Ding Ling and Ramsey Nasr

Mr. Sum received the book entitled I Myself Am a Woman and started reading. The title made him wary. As soon as I feel like a peeping Tom I stop, he decided. But he didn’t. First that detailed introduction, and then the stories. The first of these are about young women and men and how they meet and see each other. Sum was enthralled by the streams of conscience in the stories that, at the age of 76, made him relive the days of when he himself was 18 and exploring the world. Why don’t I put this book away? It forces me to look inside young people, that is peeping isn’t it? But it is not gross. I recognize how certainties and contradictions get confused with each other and with uncertainties and moments of happiness. She (Ding Ling) is writing well, so well that dissertations are being devoted to her work in the US and China and, perhaps more telling, that it still has the power to capture an old white man, not from Shanghai but born in Enschede, the Netherlands.

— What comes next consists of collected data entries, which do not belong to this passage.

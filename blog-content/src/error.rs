use thiserror::Error;

#[derive(Debug, Error)]
/// Ошибки библиотеки `blog-content`.
pub enum ContentError {
    /// Ошибка HTTP-транспорта (`reqwest`): сеть, таймаут, обрыв тела ответа.
    #[error("http error: {0}")]
    Http(#[from] reqwest::Error),

    /// Content API вернул неуспешный статус.
    #[error("content api responded with {status}: {message}")]
    Status {
        /// HTTP-статус ответа.
        status: u16,
        /// Текст ошибки из тела ответа или описание статуса.
        message: String,
    },

    /// Запрошенный документ не найден.
    #[error("document not found: {0}")]
    NotFound(String),

    /// В документе отсутствует обязательное поле.
    #[error("missing field `{0}` in content document")]
    MissingField(&'static str),

    /// Дата публикации в неизвестном формате.
    #[error("invalid publication date '{value}'")]
    InvalidDate {
        /// Исходное значение даты.
        value: String,
        /// Ошибка разбора.
        #[source]
        source: chrono::ParseError,
    },

    /// Content API не вернул master ref.
    #[error("content api has no master ref")]
    MissingMasterRef,

    /// Курсор пагинации не является URL этого content API.
    #[error("invalid cursor: {0}")]
    InvalidCursor(String),

    /// Ошибка разбора JSON.
    #[error("decode error: {0}")]
    Decode(#[from] serde_json::Error),
}

/// Результат операций `blog-content`.
pub type ContentResult<T> = Result<T, ContentError>;

impl ContentError {
    pub(crate) fn from_http_status(status: reqwest::StatusCode, message: Option<String>) -> Self {
        match status {
            reqwest::StatusCode::NOT_FOUND => {
                Self::NotFound(message.unwrap_or_else(|| "http status 404".to_string()))
            }
            _ => Self::Status {
                status: status.as_u16(),
                message: message.unwrap_or_else(|| format!("http status {status}")),
            },
        }
    }

    pub(crate) fn from_reqwest(err: reqwest::Error) -> Self {
        if let Some(status) = err.status() {
            return Self::from_http_status(status, None);
        }
        Self::Http(err)
    }

    /// Ошибка на стороне content API или транспорта (а не в запросе клиента):
    /// недоступность, неуспешный статус, некорректный ответ или документ.
    pub fn is_upstream(&self) -> bool {
        matches!(
            self,
            Self::Http(_)
                | Self::Status { .. }
                | Self::MissingMasterRef
                | Self::Decode(_)
                | Self::MissingField(_)
                | Self::InvalidDate { .. }
        )
    }
}

#[cfg(test)]
mod tests {
    use super::*;

    #[test]
    fn not_found_status_maps_to_not_found() {
        let err = ContentError::from_http_status(reqwest::StatusCode::NOT_FOUND, None);
        assert!(matches!(err, ContentError::NotFound(_)));
        assert!(!err.is_upstream());
    }

    #[test]
    fn other_status_keeps_code_and_message() {
        let err = ContentError::from_http_status(
            reqwest::StatusCode::BAD_GATEWAY,
            Some("upstream down".to_string()),
        );
        match err {
            ContentError::Status { status, ref message } => {
                assert_eq!(status, 502);
                assert_eq!(message, "upstream down");
            }
            _ => panic!("expected ContentError::Status"),
        }
        assert!(err.is_upstream());
    }

    #[test]
    fn client_side_errors_are_not_upstream() {
        assert!(!ContentError::InvalidCursor("x".to_string()).is_upstream());
        assert!(ContentError::MissingField("uid").is_upstream());
    }
}
pub(crate) mod pages;
pub(crate) mod posts;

Why? How? And why were these stories written?

Why and how is simple. The work invites me into characters who live through failures against the background of unattainable and rarely compatible ideals. That is fascinating. Actually I have already mentioned how: intriguing networks of internal monologues are. (An afterthought: when I tried to follow the threads separately, it became clear that they consist of internal dialogues – between myself and myself – that alternate randomly. This yielded the suspicion that my own internal dialogues show me who I am and how I can do something about it).

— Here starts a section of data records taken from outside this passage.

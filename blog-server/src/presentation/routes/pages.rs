use axum::Router;
use axum::routing::get;

use crate::presentation::AppState;
use crate::presentation::handlers::pages::{home_page, post_page, posts_fragment};

pub(crate) fn router() -> Router<AppState> {
    Router::new()
        .route("/", get(home_page))
        .route("/post/{slug}", get(post_page))
        .route("/fragments/posts", get(posts_fragment))
}
use std::sync::Arc;
use std::time::Duration;

use anyhow::Result;
use blog_content::HttpClient;
use tracing::{info, warn};

mod application;
mod domain;
mod infrastructure;
mod presentation;
mod server;

#[cfg(test)]
mod testing;

use application::blog_service::BlogService;
use infrastructure::logging::init_logging;
use infrastructure::settings::Settings;
use presentation::AppState;

#[tokio::main]
async fn main() -> Result<()> {
    dotenvy::dotenv().ok();
    let settings = Settings::from_env()?;

    init_logging(&settings.log_level)?;

    let source = HttpClient::with_timeout(
        settings.content_api_endpoint.clone(),
        settings.content_access_token.clone(),
        Duration::from_secs(settings.content_timeout_secs),
    )?;
    let blog_service = Arc::new(BlogService::new(
        Arc::new(source),
        settings.listing_page_size,
        Duration::from_secs(settings.revalidate_secs),
        settings.detail_cache_capacity,
    ));

    // Без content API сервер всё равно стартует: страницы догенерируются по запросам.
    match blog_service.prerender().await {
        Ok(posts) => info!(posts, "pages prerendered"),
        Err(err) => warn!(error = %err, "prerender failed, pages will be generated on demand"),
    }

    let state = AppState::new(blog_service, &settings.site_name, settings.revalidate_secs);
    server::run_http(&settings, state).await
}
use anyhow::{Result, anyhow};
use tracing_subscriber::{EnvFilter, fmt};

// HTTP-стек клиента content API слишком шумный на info
const QUIET_DEPENDENCIES: &[&str] = &["hyper_util=warn", "reqwest=warn"];

pub fn init_logging(default_level: &str) -> Result<()> {
    let filter = EnvFilter::try_from_default_env()
        .or_else(|_| EnvFilter::try_new(filter_directives(default_level)))
        .unwrap_or_else(|_| EnvFilter::new("info"));

    fmt()
        .with_env_filter(filter)
        .with_target(true)
        .compact()
        .try_init()
        .map_err(|e| anyhow!("failed to init logging: {e}"))?;

    Ok(())
}

fn filter_directives(default_level: &str) -> String {
    std::iter::once(default_level)
        .chain(QUIET_DEPENDENCIES.iter().copied())
        .collect::<Vec<_>>()
        .join(",")
}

Such fragments are sometimes Dionysian, then Apollonian (pace Nietzsche), sometimes elitist, then proletarian (pace Marx), sometimes organic, then mechanical (pace Durkheim).

Why were they written? The stories were written as weapons, for battle. Battles against social conditions that Ding Ling perceived to be wrong. First against fundamental Confucianism that left women without a chance, later on the side of the Chinese communism variety under siege, for which she wrote until she fell from grace (1933-1957) and then, when reinstated, continued to write for again (1979-1986).

Last week I read with great approval the first half of Ramsey Nasr’s cry against how our world is working towards its own ruin (De Fundamenten, 2021). This week I read the second half. It lacks stories like Ding Ling’s, stories like weapons, stories that show how the prevailing collective ideals work out and can be faced individually. The awareness of and knowledge about actual impending doom is insufficient. A power takeover by a populist idiot cannot be stopped academically (philosophically, economically, sociologically). That is only possible with good stories. With stories that are better than those of a populist. That’s why we need art (and why administrations hate it). I hope that Ramsey Nasr will use his talent again soon.